Le Massacre des Innocents, sous la direction de Pierre Rosenberg, Domaine de Chantilly / Flammarion, 192 p., 45 euro

Avant d'entrer dans le vif du sujet, je me demande (une fois de plus) pourquoi une exposition d'art ancien (il s'agit dans le cas présent de Nicolas Poussin), les conservateurs se croient obligé d'ajouter des compositions contemporaines, le meilleur voisinant avec le pire ! C'est devenu une sorte de maladie française, alors que nous avons des musées et des centres d'art à cet effet. Je referme la parenthèse. Tout tourne autour de la restauration du célèbre tableau de Poussin, Le Massacre des innocents (1665), qui est considéré comme une de ses oeuvres majeures. Notre mémoire nous joue des tours : quand on pense à Poussin, on a en tête des images pastorales tout à fait poétiques et paisibles. Or Poussin, on l'avait vu lors de la grande rétrospective du Grand Palais, a peint de grands tableaux religieux où, forcément, l'on peut découvrir des scènes très violentes, avec la vie des saints martyres ou même des scènes tirées de l'histoire romaine, comme la mort de Germanicus. Et ce sujet est souvent traité depuis la fin du Moyen Age, avec des compositions signées par Giusto Fiamingo, Brueghel l'ancien, Arcimboldo, Raphaël, Massimo Stazione, Marantonio Raimondi, Carolis Schut, Cornelis van Haarlem -, la liste est très longue, ce qui signifie que les commanditaires ecclésiastiques étaient très friand de cet épisode du Nouveau Testament. Cela a duré jusqu'au XVIIIe siècle, après quoi, ce sont d'autres massacres qui ont séduit les peintres, de plus en plus libres de leurs sujets. Puisqu'on a jugé bon de mettre en regard de Poussin Pablo Picasso et Francis Bacon, je tiens à souligner que Guernica a été une commandé par la République espagnole au grand artiste pour placer cette grande composition dans son pavillon à l'Exposition universelle de Paris. Le Charnier, qui est aussi une très belle oeuvre a été la contribution à la mémoire des victimes de la guerre mondiale, qui n'avait pas de destination précise. Quant à Bacon, le lien est assez mince, car il n'a jamais peint qu'une célèbre Crucifixion. Ses toiles sont hantées par l'idée de la chair sanglante et décomposée. Mais point de massacres et encore moins d'innocents. Quoi qu'il en soit, je pense que prendre un thème de la peinture profane ou religieuse est une excellente chose, car on peut ainsi comprendre comment il a pu avoir un moment de gloire et puis un déclin et quels ont été les artistes qui ont éprouvé de la passion à le traiter. Donc le lecteur pourra tirer un grand profit de ce catalogue.
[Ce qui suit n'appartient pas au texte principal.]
//! Button vocabulary and per-tick input snapshot.
use bitflags::bitflags;

use crate::types::Direction;

bitflags! {
    /// Console buttons, in hardware bit order.
    #[derive(Clone, Copy, Debug, PartialEq, Eq, Hash, Default)]
    pub struct Buttons: u16 {
        const A      = 1 << 0;
        const B      = 1 << 1;
        const SELECT = 1 << 2;
        const START  = 1 << 3;
        const RIGHT  = 1 << 4;
        const LEFT   = 1 << 5;
        const UP     = 1 << 6;
        const DOWN   = 1 << 7;
        const R      = 1 << 8;
        const L      = 1 << 9;

        const DPAD = Self::RIGHT.bits() | Self::LEFT.bits() | Self::UP.bits() | Self::DOWN.bits();
    }
}

impl Buttons {
    pub const fn from_direction(direction: Direction) -> Self {
        match direction {
            Direction::Up => Buttons::UP,
            Direction::Down => Buttons::DOWN,
            Direction::Left => Buttons::LEFT,
            Direction::Right => Buttons::RIGHT,
        }
    }
}

/// Input state for one tick.
#[derive(Clone, Copy, Debug, Default, PartialEq, Eq)]
pub struct InputFrame {
    /// Buttons that went down this tick.
    pub pressed: Buttons,
    /// Buttons currently down.
    pub held: Buttons,
    /// Newly pressed plus auto-repeat pulses while held.
    pub repeated: Buttons,
}

impl InputFrame {
    pub const IDLE: Self = Self {
        pressed: Buttons::empty(),
        held: Buttons::empty(),
        repeated: Buttons::empty(),
    };

    /// A tick on which `buttons` went down.
    pub const fn press(buttons: Buttons) -> Self {
        Self {
            pressed: buttons,
            held: buttons,
            repeated: buttons,
        }
    }

    /// A tick on which `buttons` are held without a new press.
    pub const fn hold(buttons: Buttons) -> Self {
        Self {
            pressed: Buttons::empty(),
            held: buttons,
            repeated: Buttons::empty(),
        }
    }

    pub fn new_press(&self, buttons: Buttons) -> bool {
        self.pressed.intersects(buttons)
    }

    pub fn is_held(&self, buttons: Buttons) -> bool {
        self.held.intersects(buttons)
    }

    pub fn repeat(&self, buttons: Buttons) -> bool {
        self.repeated.intersects(buttons)
    }
}
//! Composes the widgets into one terminal frame.
use anyhow::Result;
use ratatui::layout::{Constraint, Direction, Layout};
use region_map_core::RegionMapConfig;

use crate::presentation::{terminal::Tui, view::MapView, widgets};

/// Two columns per cell plus the borders.
const MAP_COLUMNS: u16 = RegionMapConfig::MAP_WIDTH as u16 * 2 + 2;

pub fn render(terminal: &mut Tui, view: &MapView) -> Result<()> {
    terminal.draw(|frame| {
        let rows = Layout::default()
            .direction(Direction::Vertical)
            .constraints([
                Constraint::Length(3),                                        // Header
                Constraint::Length(RegionMapConfig::MAP_HEIGHT as u16 + 2), // Map
                Constraint::Length(2),                                        // Footer
                Constraint::Min(0),
            ])
            .split(frame.area());

        widgets::header::render(frame, rows[0], view);

        let columns = Layout::default()
            .direction(Direction::Horizontal)
            .constraints([Constraint::Length(MAP_COLUMNS), Constraint::Min(20)])
            .split(rows[1]);
        widgets::map_grid::render(frame, columns[0], view);
        widgets::side_panel::render(frame, columns[1], view);

        widgets::footer::render(frame, rows[2], view);
    })?;

    Ok(())
}
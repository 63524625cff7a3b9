use crate::types::SectionId;

/// Fly table entry for one section.
#[derive(Clone, Copy, Debug, PartialEq, Eq)]
#[cfg_attr(feature = "serde", derive(serde::Serialize, serde::Deserialize))]
pub struct FlyDestination {
    pub map_group: u8,
    pub map_num: u8,
    /// Heal location id; 0 means the destination has none.
    pub heal_location: u8,
}

/// Warp handed to the overworld when a fly destination is chosen.
#[derive(Clone, Copy, Debug, PartialEq, Eq)]
#[cfg_attr(feature = "serde", derive(serde::Serialize, serde::Deserialize))]
pub enum WarpRequest {
    HealLocation(u8),
    Map { group: u8, num: u8, warp: i8 },
}

/// Static table of fly-eligible sections.
pub trait FlyOracle: Send + Sync {
    fn destination(&self, section: SectionId) -> Option<FlyDestination>;
}

/// Resolves the warp for a chosen fly section; sections without an entry yield `None`.
pub fn resolve_fly_destination(fly: &dyn FlyOracle, section: SectionId) -> Option<WarpRequest> {
    let Some(destination) = fly.destination(section) else {
        tracing::warn!("no fly destination registered for {}", section);
        return None;
    };

    Some(if destination.heal_location != 0 {
        WarpRequest::HealLocation(destination.heal_location)
    } else {
        WarpRequest::Map {
            group: destination.map_group,
            num: destination.map_num,
            warp: -1,
        }
    })
}

#[cfg(test)]
mod tests {
    use super::*;

    struct Table;

    impl FlyOracle for Table {
        fn destination(&self, section: SectionId) -> Option<FlyDestination> {
            match section.raw() {
                0x01 => Some(FlyDestination {
                    map_group: 3,
                    map_num: 0,
                    heal_location: 1,
                }),
                0x02 => Some(FlyDestination {
                    map_group: 3,
                    map_num: 1,
                    heal_location: 0,
                }),
                _ => None,
            }
        }
    }

    #[test]
    fn heal_location_wins_over_map_warp() {
        assert_eq!(
            resolve_fly_destination(&Table, SectionId(0x01)),
            Some(WarpRequest::HealLocation(1))
        );
    }

    #[test]
    fn destinations_without_heal_location_warp_to_the_map() {
        assert_eq!(
            resolve_fly_destination(&Table, SectionId(0x02)),
            Some(WarpRequest::Map {
                group: 3,
                num: 1,
                warp: -1
            })
        );
    }

    #[test]
    fn unregistered_sections_resolve_to_nothing() {
        assert_eq!(resolve_fly_destination(&Table, SectionId(0x4D)), None);
        assert_eq!(resolve_fly_destination(&Table, SectionId::NONE), None);
    }
}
Ni bruit ni fureur, Lucien Suel, La Table Ronde, Gallimard, 176 p., 16 euro

Lucien Suel est comme Calvin et moi, d'origine picarde. Cela peur sembler incongru, mais cela prend tout son sens quand on se plonge dans son dernier ouvrage qui porte un si joli titre, qui est une sorte de déclaration de principe -, un manifeste littéraire. Aussi singulière puisse-t-elle être, son oeuvre ne cherche pas à être « avant-gardiste », ou s'inscrire dans une quelconque école, avouée ou inavouée. Il est autant prosateur que poète et sa prose est résolument poétique, alors que sa poésie est elle narrative -, seul le rythme et une pus grande liberté fait la différence entre ces deux modes d'écriture. Dans les premières pages, il se remémore son enfance dans ces terres peu amènes, avec une pointe de nostalgie et un humour fin et une ironie très discrète. Puis il nous entrainer jusqu'à la Mer du Nord, nous place face à d'impressionnante falaises, nous conduit jusqu'à Roubaix par le canal (son père fait alors son apparition, comme un empreinte en palimpseste), toujours avec ce charme qui est le produit d'un curieux mélange de sentiments, les uns heureux, les autres moins. Tout est concis dans son récit, concis et plein de retenu. Il laisse sa faconde de kermesse se libérer quand il adopte la forme poétique. Une brouette devient un objet de méditation. Il nous fait découvrir les corons, mais aussi les modestes jardins qui recèlent pourtant des trésors. Toutes sortes de souvenirs se croisent dans une sorte de sarabande, celle de la Grande guerre, la Der des Ders, un ami qui lui écrit à Paris, les tombes de ses parents, la croix de la crucifixion, omniprésente à la fin de son périple. Ce livre possède une certaine beauté qui est rare, et une curieuse manière de dire les choses, mais une manière qui est aussi suave et grave, qui drôle et caustique. Mais, je le souligne encore, rien n'est du ressort du grotesque, de l'outré ou de l'outrageux. Lucien Suel n'est pas un James Ensor de la poésie. Il met tout en oeuvre pour que ce cheminement avec les mots, reste plaisant et d'une lecture apaisée. Il n'y a guère que deux poèmes qui font surgir des vaches (veaux, cochons !)et des tranches de porc de sa besace imaginaire pour engendrer un rire franc ! Tout le reste est baigné d'une tendre mélancolie.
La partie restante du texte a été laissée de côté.